Star castigaba al gallo y éste, sintiéndose humillado, cacareaba a cada golpe y le buscaba la mano con el pico. Era un gallo provocador, al que temían los perros y los niños de la calle, porque cuando dejaba caer un ala y andaba de costado ya había perdido el control y se lanzaba lo mismo sobre las piernas desnudas de los chicos que sobre los hocicos de los perros, mientras éstos no fueran verdaderos y auténticos perros-lobos, que eran los únicos a quienes respetaba. El gallo dormía en un pequeño cobertizo junto a la casa. No había gallinas. En realidad eran suyas todas las del barrio sin necesidad de reñir expresamente con los otros gallos, porque ya se cuidaban ellas de acercársele sin comprometer a nadie.
Star, Germinal, la tía Isabela, la casa rojiza, el gato y el gallo. De ese núcleo se desprendía Germinal con el cuerpo abierto a balazos. ¿Dónde estaría? Un grupo de vecinos invadiría la casa y la tía Isabela se aguantaría las palabras malsonantes porque habiendo un cadáver por medio y siendo éste el de su hijo la ira se resolvería en desesperación. Leoncio iría allá arriba, pero ¿para qué?
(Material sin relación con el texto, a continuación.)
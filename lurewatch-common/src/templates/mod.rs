use crate::threadrand::SecureRng;

/// Catalog variants a campaign can draw from in RANDOM mode. `GenericNotice`
/// is deliberately absent: it is only the fallback for unrecognized ids.
pub const DRAWABLE_TEMPLATES: [LureTemplate; 6] = [
    LureTemplate::SecurityAlert,
    LureTemplate::FinanceInvoice,
    LureTemplate::HrPolicy,
    LureTemplate::ItPasswordReset,
    LureTemplate::BenefitsReward,
    LureTemplate::LogisticsDelivery,
];

#[derive(Clone, Copy, Debug, PartialEq, Eq)]
pub enum LureTemplate {
    SecurityAlert,
    FinanceInvoice,
    HrPolicy,
    ItPasswordReset,
    BenefitsReward,
    LogisticsDelivery,
    GenericNotice,
}

pub struct LureVars<'a> {
    pub target_name: &'a str,
    pub company_name: &'a str,
    pub link: &'a str,
}

pub struct RenderedLure {
    pub subject: String,
    pub html: String,
}

struct LureCopy {
    subject: String,
    banner_color: &'static str,
    heading: &'static str,
    body: &'static str,
    cta_label: &'static str,
}

impl LureTemplate {
    pub fn id(self) -> &'static str {
        match self {
            LureTemplate::SecurityAlert => "SECURITY_ALERT",
            LureTemplate::FinanceInvoice => "FINANCE_INVOICE",
            LureTemplate::HrPolicy => "HR_POLICY",
            LureTemplate::ItPasswordReset => "IT_PASSWORD_RESET",
            LureTemplate::BenefitsReward => "BENEFITS_REWARD",
            LureTemplate::LogisticsDelivery => "LOGISTICS_DELIVERY",
            LureTemplate::GenericNotice => "GENERIC_NOTICE",
        }
    }

    /// Unrecognized ids resolve to the generic notice rather than failing;
    /// a stored default must never be able to break a launch.
    pub fn from_id(id: &str) -> LureTemplate {
        match id {
            "SECURITY_ALERT" => LureTemplate::SecurityAlert,
            "FINANCE_INVOICE" => LureTemplate::FinanceInvoice,
            "HR_POLICY" => LureTemplate::HrPolicy,
            "IT_PASSWORD_RESET" => LureTemplate::ItPasswordReset,
            "BENEFITS_REWARD" => LureTemplate::BenefitsReward,
            "LOGISTICS_DELIVERY" => LureTemplate::LogisticsDelivery,
            _ => LureTemplate::GenericNotice,
        }
    }

    /// One uniform draw from the drawable catalog. Called once per campaign,
    /// never once per target.
    pub fn draw() -> LureTemplate {
        DRAWABLE_TEMPLATES[SecureRng::uniform_index(DRAWABLE_TEMPLATES.len())]
    }

    pub fn render(self, vars: &LureVars) -> RenderedLure {
        let copy = self.copy(vars.company_name);

        let html = layout_shell(
            vars.company_name,
            copy.banner_color,
            copy.heading,
            vars.target_name,
            copy.body,
            copy.cta_label,
            vars.link,
        );

        RenderedLure {
            subject: copy.subject,
            html,
        }
    }

    fn copy(self, company_name: &str) -> LureCopy {
        match self {
            LureTemplate::SecurityAlert => LureCopy {
                subject: format!(
                    "[Action Required] Unusual sign-in activity at {company_name}"
                ),
                banner_color: "#dc2626",
                heading: "Security Alert",
                body: "A sign-in from an unrecognized location has been detected. If this \
                       was not you, you must secure your account immediately to avoid \
                       access being locked.",
                cta_label: "Review Recent Activity",
            },
            LureTemplate::FinanceInvoice => LureCopy {
                subject: format!(
                    "Electronic Invoice #{} Pending - {company_name}",
                    reference_number()
                ),
                banner_color: "#16a34a",
                heading: "New Invoice Available",
                body: "A new invoice has been issued for this month's services. Payment is \
                       due within 24 hours to avoid administrative surcharges.",
                cta_label: "Download Invoice (PDF)",
            },
            LureTemplate::HrPolicy => LureCopy {
                subject: format!("IMPORTANT: Policy Update at {company_name}"),
                banner_color: "#7c3aed",
                heading: "Internal Memo",
                body: "The remote-work and leave policies have been updated for the coming \
                       year. All employees are required to confirm receipt of this \
                       document.",
                cta_label: "Sign Document",
            },
            LureTemplate::ItPasswordReset => LureCopy {
                subject: format!(
                    "[IT SUPPORT] Mandatory password change for {company_name}"
                ),
                banner_color: "#475569",
                heading: "Action Required: IT Security",
                body: "Our security policy requires you to update your password every 90 \
                       days. Your current session will expire in 2 hours unless your \
                       credentials are validated.",
                cta_label: "Validate My Account Now",
            },
            LureTemplate::BenefitsReward => LureCopy {
                subject: format!(
                    "Congratulations! You have received a Reward Bonus - {company_name}"
                ),
                banner_color: "#f59e0b",
                heading: "Employee Recognition",
                body: "Thanks to your excellent performance this quarter, an electronic \
                       gift card has been assigned to you. Click below to redeem your code \
                       and see the benefit details.",
                cta_label: "Redeem My Bonus",
            },
            LureTemplate::LogisticsDelivery => LureCopy {
                subject: format!(
                    "Delivery attempt failed - shipment #{} - {company_name}",
                    reference_number()
                ),
                banner_color: "#0891b2",
                heading: "Package On Hold",
                body: "A parcel addressed to you could not be delivered and is being held \
                       at the distribution center. Schedule redelivery within 48 hours or \
                       the shipment will be returned to the sender.",
                cta_label: "Schedule Redelivery",
            },
            LureTemplate::GenericNotice => LureCopy {
                subject: format!("System Notification - {company_name}"),
                banner_color: "#2563eb",
                heading: "Pending Notice",
                body: "You have an important message in your corporate inbox that requires \
                       your immediate attention.",
                cta_label: "Access the Portal",
            },
        }
    }
}

fn reference_number() -> u32 {
    100_000 + SecureRng::next_u32() % 900_000
}

/// One shared shell for every variant: banner, body panel with greeting and
/// CTA button, footer disclaimer.
#[allow(clippy::too_many_arguments)]
fn layout_shell(
    company_name: &str,
    banner_color: &str,
    heading: &str,
    target_name: &str,
    body: &str,
    cta_label: &str,
    link: &str,
) -> String {
    format!(
        "<div style=\"font-family: 'Segoe UI', Tahoma, Geneva, Verdana, sans-serif; \
         background-color: #f4f4f7; padding: 20px; color: #333;\">\
           <table align=\"center\" border=\"0\" cellpadding=\"0\" cellspacing=\"0\" width=\"600\" \
            style=\"background-color: #ffffff; border-radius: 12px; overflow: hidden; \
            box-shadow: 0 4px 15px rgba(0,0,0,0.08);\">\
             <tr>\
               <td style=\"background-color: {banner_color}; padding: 30px; text-align: center; \
                color: #ffffff;\">\
                 <h1 style=\"margin: 0; font-size: 22px; text-transform: uppercase; \
                  letter-spacing: 3px; font-weight: 900;\">{company_name}</h1>\
               </td>\
             </tr>\
             <tr>\
               <td style=\"padding: 40px 30px;\">\
                 <h2 style=\"color: #111827; margin-top: 0; font-size: 20px;\">{heading}</h2>\
                 <p style=\"font-size: 16px; line-height: 1.6; color: #4b5563;\">Hello \
                  <strong>{target_name}</strong>,</p>\
                 <p style=\"font-size: 16px; line-height: 1.6; color: #4b5563;\">{body}</p>\
                 <div style=\"text-align: center; margin-top: 40px;\">\
                   <a href=\"{link}\" style=\"background-color: {banner_color}; color: #ffffff; \
                    padding: 16px 32px; border-radius: 8px; text-decoration: none; \
                    font-weight: bold; font-size: 15px; display: inline-block;\">{cta_label}</a>\
                 </div>\
               </td>\
             </tr>\
             <tr>\
               <td style=\"background-color: #f9fafb; padding: 25px; text-align: center; \
                font-size: 12px; color: #9ca3af; border-top: 1px solid #e5e7eb;\">\
                 This is an automated message generated by {company_name} systems.<br>\
                 Please do not reply to this sender. &copy; {company_name} Corp.\
               </td>\
             </tr>\
           </table>\
         </div>"
    )
}

pub struct DeliveryReceiptNotice {}
pub struct ClickAlertNotice {}

impl DeliveryReceiptNotice {
    /// Operator receipt sent to the resolved sender address after each
    /// successful target send.
    pub fn generate(target_name: &str, target_email: &str, template_id: &str) -> String {
        format!(
            "<p>The system has processed the send to <strong>{target_email}</strong> \
             ({target_name}) using the <strong>{template_id}</strong> template.</p>"
        )
    }
}

impl ClickAlertNotice {
    /// Sent to the campaign owner when a target follows their tracking link
    /// for the first time.
    pub fn generate(target_name: &str, target_email: &str) -> String {
        format!(
            "<div style=\"font-family:sans-serif; background:#0f1115; color:#fff; \
             padding:40px; border-radius:20px;\">\
               <h1 style=\"color:#10b981;\">Interaction Recorded</h1>\
               <p>Target <strong>{target_name}</strong> ({target_email}) just followed \
               their tracking link.</p>\
               <p>Check the dashboard for details.</p>\
               <hr style=\"border:none; border-top:1px solid #333; margin:20px 0;\">\
               <small style=\"color:#666;\">Lurewatch awareness system</small>\
             </div>"
        )
    }
}

#[cfg(test)]
mod tests {
    use super::*;
    use std::collections::HashMap;

    #[test]
    fn test_every_drawable_id_round_trips() {
        for template in DRAWABLE_TEMPLATES {
            assert_eq!(LureTemplate::from_id(template.id()), template);
        }
        assert_eq!(
            LureTemplate::from_id(LureTemplate::GenericNotice.id()),
            LureTemplate::GenericNotice
        );
    }

    #[test]
    fn test_unknown_id_falls_back_to_generic() {
        assert_eq!(LureTemplate::from_id("RANDOM"), LureTemplate::GenericNotice);
        assert_eq!(LureTemplate::from_id(""), LureTemplate::GenericNotice);
        assert_eq!(
            LureTemplate::from_id("security_alert"),
            LureTemplate::GenericNotice
        );
    }

    #[test]
    fn test_generic_is_not_drawable() {
        assert!(!DRAWABLE_TEMPLATES.contains(&LureTemplate::GenericNotice));
    }

    #[test]
    fn test_draw_is_roughly_uniform() {
        const DRAWS: usize = 6_000;

        let mut counts: HashMap<&'static str, usize> = HashMap::new();
        for _ in 0..DRAWS {
            *counts.entry(LureTemplate::draw().id()).or_insert(0) += 1;
        }

        assert_eq!(counts.len(), DRAWABLE_TEMPLATES.len());

        // Expected 1000 per variant; +/- 250 is well past 8 sigma
        let expected = DRAWS / DRAWABLE_TEMPLATES.len();
        for (id, count) in counts {
            assert!(
                count > expected - 250 && count < expected + 250,
                "template {id} drawn {count} times out of {DRAWS}"
            );
        }
    }

    #[test]
    fn test_render_substitutes_variables() {
        let rendered = LureTemplate::SecurityAlert.render(&LureVars {
            target_name: "Bob",
            company_name: "Initech",
            link: "https://lure.example.com/l/abc",
        });

        assert_eq!(
            rendered.subject,
            "[Action Required] Unusual sign-in activity at Initech"
        );
        assert!(rendered.html.contains("<strong>Bob</strong>"));
        assert!(rendered.html.contains("Initech"));
        assert!(rendered
            .html
            .contains("href=\"https://lure.example.com/l/abc\""));
        assert!(rendered.html.contains("#dc2626"));
        assert!(rendered.html.contains("Review Recent Activity"));
    }

    #[test]
    fn test_invoice_subject_embeds_reference_number() {
        let rendered = LureTemplate::FinanceInvoice.render(&LureVars {
            target_name: "Bob",
            company_name: "Initech",
            link: "https://lure.example.com/l/abc",
        });

        let digits: String = rendered
            .subject
            .chars()
            .skip_while(|c| *c != '#')
            .skip(1)
            .take_while(char::is_ascii_digit)
            .collect();

        assert_eq!(digits.len(), 6, "subject was: {}", rendered.subject);
    }

    #[test]
    fn test_every_variant_renders_through_shared_shell() {
        let all = [
            LureTemplate::SecurityAlert,
            LureTemplate::FinanceInvoice,
            LureTemplate::HrPolicy,
            LureTemplate::ItPasswordReset,
            LureTemplate::BenefitsReward,
            LureTemplate::LogisticsDelivery,
            LureTemplate::GenericNotice,
        ];

        for template in all {
            let rendered = template.render(&LureVars {
                target_name: "Alice",
                company_name: "Globex",
                link: "https://lure.example.com/l/xyz",
            });

            assert!(rendered.subject.contains("Globex"));
            assert!(rendered.html.contains("<strong>Alice</strong>"));
            assert!(rendered.html.contains("automated message"));
        }
    }

    #[test]
    fn test_notices() {
        let receipt = DeliveryReceiptNotice::generate("Bob", "bob@y.com", "SECURITY_ALERT");
        assert!(receipt.contains("bob@y.com"));
        assert!(receipt.contains("SECURITY_ALERT"));

        let alert = ClickAlertNotice::generate("Bob", "bob@y.com");
        assert!(alert.contains("Bob"));
        assert!(alert.contains("bob@y.com"));
    }
}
Después de cada batalla no era caso de ir a dar el pésame a la familia de las víctimas. A Leoncio le preocupaban, más que la muerte de Germinal, su mirada y sus palabras últimas. Salían atropelladamente del teatro. Fuera disparaba la guardia civil. Casi tropezaron con el cuerpo sangrante de Germinal. Star quería acercársele y las masas la empujaban y se la llevaban en vilo. Germinal gritaba a los que intentaban recogerlo:
“¡Dejadme a mí, que esto es cosa perdida! Buscad a la pequeña”. Cuando vio que Lucas Samar se arrodillaba y llamaba a otros para llevárselo se incorporó, los rechazó y volvió a gritar: “¡La pequeña! ¡La pequeña!” Lucas creyó que la habían herido también; buscó a su alrededor. Las descargas seguían. Star apareció por fin y Lucas la cogió en volandas y se la llevó. Germinal sonrió al verlos y descansó la cabeza sobre el brazo. Cuando minutos después lo recogieron, había muerto.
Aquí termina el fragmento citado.